Я зашел к Мирре просто так – и случись, что Гаврош тоже зашла – просто так. Вечером вышел проводить до магазина.
Проходя мимо одного из подъездов бросил:
– Я тут кое-что потерял.
– Хм, я тоже, – ответила она.
– Не ну так не бывает, – сказал я, но подумал, что рядом с Гаврошем бывает все что угодно.
– А что ты-то потерял? – заинтересовалась она.
– Девственность. Так, по глупости, ничего интересного, – вон в том окне.
– А я девятку. Разбила машину дедушке-дачнику, тоже ничего интересного. Вот у этого дерева, – вздохнула она под грузом воспоминаний.
– Совсем рядом, – сказал я.
Переглянувшись, засмеялись…
Так я второй раз нашел с Поэтом что-то общее.
Шабат
Саныч и Егор поехали на концерт.
Нет, не в клуб Б2 и не в Юбилейный. Не в ДК Ленсовета и не в Арену.
Оба к тому времени жили в Германии, но решили тряхнуть стариной и сходить на концерт Гавроша, которая давала тур по Германии. Жили они недалеко от города, в котором тот концерт случился, и на концерт отправились на машине.
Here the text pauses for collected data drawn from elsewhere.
use std::path::PathBuf;
use std::time::Duration;

use crate::upstream::DEFAULT_API_URL;

#[derive(Debug, thiserror::Error)]
#[error("{name} must be a valid {expected}, got {value:?}")]
pub struct ConfigError {
    name: &'static str,
    expected: &'static str,
    value: String,
}

/// Service configuration loaded from environment variables.
///
/// | Env Var                      | Default                         |
/// |------------------------------|---------------------------------|
/// | `HTTP_HOST`                  | `127.0.0.1`                     |
/// | `HTTP_PORT`                  | `0` (ephemeral)                 |
/// | `PUBLIC_BASE_URL`            | `http://{host}:{bound port}`    |
/// | `FIREHYDRANT_API_URL`        | `https://api.firehydrant.io/v1` |
/// | `FIREHYDRANT_API_KEY`        | empty (setup disabled)          |
/// | `FIREHYDRANT_ACCOUNT`        | `default`                       |
/// | `FIREHYDRANT_WEBHOOK_SECRET` | empty (provider may issue one)  |
/// | `UPSTREAM_TIMEOUT_SECS`      | `10`                            |
/// | `DATA_DIR`                   | `.`                             |
#[derive(Debug, Clone)]
pub struct ServiceConfig {
    pub host: String,
    pub port: u16,
    /// Externally reachable base URL the provider posts to.
    pub public_base_url: Option<String>,
    pub api_url: String,
    pub api_key: String,
    pub account: String,
    pub webhook_secret: String,
    pub upstream_timeout: Duration,
    pub data_dir: PathBuf,
}

impl Default for ServiceConfig {
    fn default() -> Self {
        Self {
            host: "127.0.0.1".into(),
            port: 0,
            public_base_url: None,
            api_url: DEFAULT_API_URL.into(),
            api_key: String::new(),
            account: "default".into(),
            webhook_secret: String::new(),
            upstream_timeout: Duration::from_secs(10),
            data_dir: PathBuf::from("."),
        }
    }
}

impl ServiceConfig {
    pub fn from_env() -> Result<Self, ConfigError> {
        Self::from_lookup(|name| std::env::var(name).ok())
    }

    pub fn from_lookup(lookup: impl Fn(&str) -> Option<String>) -> Result<Self, ConfigError> {
        let defaults = Self::default();
        let var = |name: &str| lookup(name).filter(|v| !v.trim().is_empty());

        let port = match var("HTTP_PORT") {
            Some(v) => v.trim().parse().map_err(|_| ConfigError {
                name: "HTTP_PORT",
                expected: "u16",
                value: v,
            })?,
            None => defaults.port,
        };

        let upstream_timeout = match var("UPSTREAM_TIMEOUT_SECS") {
            Some(v) => Duration::from_secs(v.trim().parse().map_err(|_| ConfigError {
                name: "UPSTREAM_TIMEOUT_SECS",
                expected: "u64",
                value: v,
            })?),
            None => defaults.upstream_timeout,
        };

        Ok(Self {
            host: var("HTTP_HOST").unwrap_or(defaults.host),
            port,
            public_base_url: var("PUBLIC_BASE_URL").map(|u| u.trim_end_matches('/').to_string()),
            api_url: var("FIREHYDRANT_API_URL").unwrap_or(defaults.api_url),
            api_key: var("FIREHYDRANT_API_KEY").unwrap_or_default(),
            account: var("FIREHYDRANT_ACCOUNT").unwrap_or(defaults.account),
            webhook_secret: var("FIREHYDRANT_WEBHOOK_SECRET").unwrap_or_default(),
            upstream_timeout,
            data_dir: var("DATA_DIR").map(PathBuf::from).unwrap_or(defaults.data_dir),
        })
    }
}
use std::sync::Arc;

use firehydrant_webhooks::config::ServiceConfig;
use firehydrant_webhooks::dispatch::ChannelSink;
use firehydrant_webhooks::rpc::{self, Host, JsonRpcRequest, Publisher};
use firehydrant_webhooks::upstream::{FireHydrantClient, WebhookResource};
use tokio::io::{AsyncBufReadExt, AsyncWriteExt, BufReader};
use tokio::sync::mpsc;
use tracing_subscriber::{layer::SubscriberExt, util::SubscriberInitExt};

#[tokio::main]
async fn main() {
    dotenvy::dotenv().ok();

    // stdout carries the JSON-RPC stream, so logs go to stderr.
    tracing_subscriber::registry()
        .with(
            tracing_subscriber::EnvFilter::try_from_default_env()
                .unwrap_or_else(|_| "firehydrant_webhooks=info".into()),
        )
        .with(tracing_subscriber::fmt::layer().with_writer(std::io::stderr))
        .init();

    let config = match ServiceConfig::from_env() {
        Ok(config) => config,
        Err(e) => {
            tracing::error!(error = %e, "Invalid configuration");
            std::process::exit(1);
        }
    };
    tracing::info!(
        host = %config.host,
        port = config.port,
        account = %config.account,
        "Loaded configuration"
    );

    let upstream: Option<Arc<dyn WebhookResource>> = if config.api_key.is_empty() {
        None
    } else {
        match FireHydrantClient::new(&config.api_url, &config.api_key, config.upstream_timeout) {
            Ok(client) => Some(Arc::new(client)),
            Err(e) => {
                tracing::error!(error = %e, "Failed to build FireHydrant client");
                std::process::exit(1);
            }
        }
    };

    // Single writer for stdout: responses and event notifications share it.
    let (out_tx, mut out_rx) = mpsc::unbounded_channel::<String>();
    let writer = tokio::spawn(async move {
        let mut stdout = tokio::io::stdout();
        while let Some(line) = out_rx.recv().await {
            if stdout.write_all(format!("{line}\n").as_bytes()).await.is_err()
                || stdout.flush().await.is_err()
            {
                break;
            }
        }
    });

    let (event_tx, event_rx) = mpsc::unbounded_channel();
    let publisher = Publisher::spawn(event_rx, out_tx.clone());

    let host = Host::new(config, upstream, Arc::new(ChannelSink::new(event_tx)));

    let mut lines = BufReader::new(tokio::io::stdin()).lines();
    while let Ok(Some(line)) = lines.next_line().await {
        let trimmed = line.trim();
        if trimmed.is_empty() {
            continue;
        }

        let (response, is_shutdown) = match serde_json::from_str::<JsonRpcRequest>(trimmed) {
            Ok(request) => (
                host.handle_request(&request).await,
                request.method == "shutdown",
            ),
            Err(e) => (rpc::parse_error(e.to_string()), false),
        };

        match serde_json::to_string(&response) {
            Ok(line) => {
                let _ = out_tx.send(line);
            }
            Err(e) => tracing::error!(error = %e, "Failed to serialize response"),
        }

        if is_shutdown {
            break;
        }
    }

    tracing::info!("Shutting down");
    publisher.shutdown().await;
    drop(out_tx);
    let _ = writer.await;
}
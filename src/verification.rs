use hmac::{Hmac, Mac};
use sha2::Sha256;
use subtle::ConstantTimeEq;

use crate::error::VerifyError;

type HmacSha256 = Hmac<Sha256>;

/// Header carrying the provider's signature.
pub const SIGNATURE_HEADER: &str = "fh-signature";

/// Verify a FireHydrant `fh-signature` header.
///
/// The header is the lowercase hex HMAC-SHA256 of the raw request body keyed
/// by the registration secret. An empty secret disables verification, so any
/// caller passing one accepts unauthenticated deliveries.
///
/// `body` must be the bytes exactly as received; re-encoding the JSON first
/// breaks the signature.
pub fn verify_signature(signature: &str, body: &[u8], secret: &[u8]) -> Result<(), VerifyError> {
    if secret.is_empty() {
        tracing::debug!("No webhook secret configured, skipping signature verification");
        return Ok(());
    }

    if signature.is_empty() {
        return Err(VerifyError::MissingSignature);
    }

    let expected = compute_signature(secret, body)?;
    if expected.as_bytes().ct_eq(signature.as_bytes()).into() {
        Ok(())
    } else {
        Err(VerifyError::SignatureMismatch)
    }
}

/// Lowercase hex HMAC-SHA256 of `body` keyed by `secret`.
pub fn compute_signature(secret: &[u8], body: &[u8]) -> Result<String, VerifyError> {
    let mut mac = HmacSha256::new_from_slice(secret).map_err(|_| VerifyError::InvalidKey)?;
    mac.update(body);
    Ok(hex::encode(mac.finalize().into_bytes()))
}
Саныч уже в школе читал Тору и ходил в синагогу, что впоследствии трансформировалось в настоящую веру, подкрепленную деяниями человека, истинно верующего и в вере своей принципиального.
Егор остался атеистом.
Как прошел тот концерт, нам неведомо, ибо нас там не было.
История хранит лишь рассказ о пути назад, в котором вышло такое приключение.
На бисы не остались, поскольку Саныч сказал Егору, что ему надо срочно домой.
Дело было в пятницу.
Ехали по автобану быстро, Саныч втопил до пола.
– Саныч, ты чего так разогнался, – спросил Егор, лениво позевывая.
– Понимаешь, какая штука, – начал издалека Саныч. – Ты, конечно. знаешь, что я выбрал своей религией иудаизм.
– Ну да, знаю, и не осуждаю, – отвечал Егорий.